In the spring of 1945 the  German Army and their allies were in full retreat from the Yugoslav Army. In early April the Yugoslav 3rd Army, under the command of Kosta Nađ, fanned out through the Drava Valley, reaching a point north of Zagreb, and crossed the old Austrian–Yugoslav border in the Dravograd sector. The 3rd Army closed the ring around Axis forces when its advanced motorized detachments linked up with detachments of the 4th Army in  Carinthia. This action prevented the German Army Group E from escaping northwest across the Drava River.
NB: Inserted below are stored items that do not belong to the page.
use anyhow::Result;

fn main() -> Result<()> {
    syssweep::cli::run()
}
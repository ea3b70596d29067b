/// Cleanup policy: protected-path matching and the mode matrix
pub mod mode_policy;
pub mod path_guard;

pub use mode_policy::ModePolicy;
pub use path_guard::PathGuard;
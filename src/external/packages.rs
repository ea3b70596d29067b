/// Package-cache driver
///
/// Detects the host package manager and maps the resolved cache action onto
/// its native clean subcommand. The purge-lists variant (StealthMax and up)
/// uses the manager's deeper clean where one exists.
use crate::config::types::ActionOutcome;
use crate::exec::Executor;

#[derive(Clone, Copy, Debug, PartialEq, Eq)]
pub enum PackageManager {
    Apt,
    Dnf,
    Yum,
    Pacman,
    Zypper,
}

impl PackageManager {
    /// Probe PATH for a known package manager, first match wins.
    pub fn detect() -> Option<Self> {
        const CANDIDATES: [(&str, PackageManager); 5] = [
            ("apt-get", PackageManager::Apt),
            ("dnf", PackageManager::Dnf),
            ("yum", PackageManager::Yum),
            ("pacman", PackageManager::Pacman),
            ("zypper", PackageManager::Zypper),
        ];
        CANDIDATES
            .iter()
            .find(|(tool, _)| Executor::probe_tool(tool).is_some())
            .map(|(_, pm)| *pm)
    }

    /// Native clean invocations for this manager.
    pub fn clean_commands(self, purge_lists: bool) -> Vec<Vec<&'static str>> {
        match self {
            PackageManager::Apt => {
                let mut cmds = vec![vec!["apt-get", "clean"]];
                if purge_lists {
                    cmds.push(vec!["apt-get", "autoclean"]);
                }
                cmds
            }
            PackageManager::Dnf => {
                if purge_lists {
                    vec![vec!["dnf", "clean", "all"]]
                } else {
                    vec![vec!["dnf", "clean", "packages"]]
                }
            }
            PackageManager::Yum => {
                if purge_lists {
                    vec![vec!["yum", "clean", "all"]]
                } else {
                    vec![vec!["yum", "clean", "packages"]]
                }
            }
            PackageManager::Pacman => {
                if purge_lists {
                    vec![vec!["pacman", "-Scc", "--noconfirm"]]
                } else {
                    vec![vec!["pacman", "-Sc", "--noconfirm"]]
                }
            }
            PackageManager::Zypper => {
                if purge_lists {
                    vec![vec!["zypper", "clean", "--all"]]
                } else {
                    vec![vec!["zypper", "clean"]]
                }
            }
        }
    }

    /// Run the native clean through the executor, one outcome per command.
    pub fn clean(self, ex: &mut Executor, purge_lists: bool) -> Vec<ActionOutcome> {
        self.clean_commands(purge_lists)
            .iter()
            .map(|argv| ex.run_command(argv))
            .collect()
    }
}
Completely surrounded, General Alexander Löhr, Commander-in-Chief of Army Group E was forced to sign the unconditional surrender of the forces under his command at Topolšica, near Velenje in Slovenia, on Wednesday May 9. Nevertheless, some of his troops, along with collaborationist units, namely the  Croatian Armed Forces, the Slovene Home Guard, the Montenegrin People's Army (former Chetniks), and elements of other factions, continued to resist and tried to fight their way west to seek the protection of the British forces at Klagenfurt (in present-day Austria).

Battle
Just before 9 am on May 14, a significant force of mostly Croatian Armed Forces units and Slovenian Home Guard troops approached Yugoslav Army positions at the Šurnik farm near Poljana demanding free passage west. This was refused, and firing commenced on both sides. Croatian Armed Forces attacks, including artillery fire support, intensified in the afternoon, evening, and night. 

The end-of-war situation was chaotic, with individuals and small groups separating from the main column and seeking to make their own way over the hills to Austria. Large numbers of skirmishes took place.

In this highly charged situation, Strle records a meeting at a castle in Austrian Carinthia on the evening of May 14 of the British, the Yugoslav Army, represented by Ivan Kovačič (nom de guerre: Efenka), Ivan Dolničar (nom de guerre: Janošek), political commissar of the 14th Strike Brigade, and Viktor Cvelbar, commander of the Zidanšek Brigade, and four or five Ustaše generals, including Ivo Herenčić and Mirko Gregurić. At the meeting, the Ustaše demanded free passage for their forces across the Drava River to the protection of the British. The Yugoslav delegation argued successfully that they were the long-standing allies of the British and that the British should not flirt with enemy forces, but should cooperate in curtailing them. It was also argued that the Ustaše and others were guilty of crimes against the people and should be responsible for them. 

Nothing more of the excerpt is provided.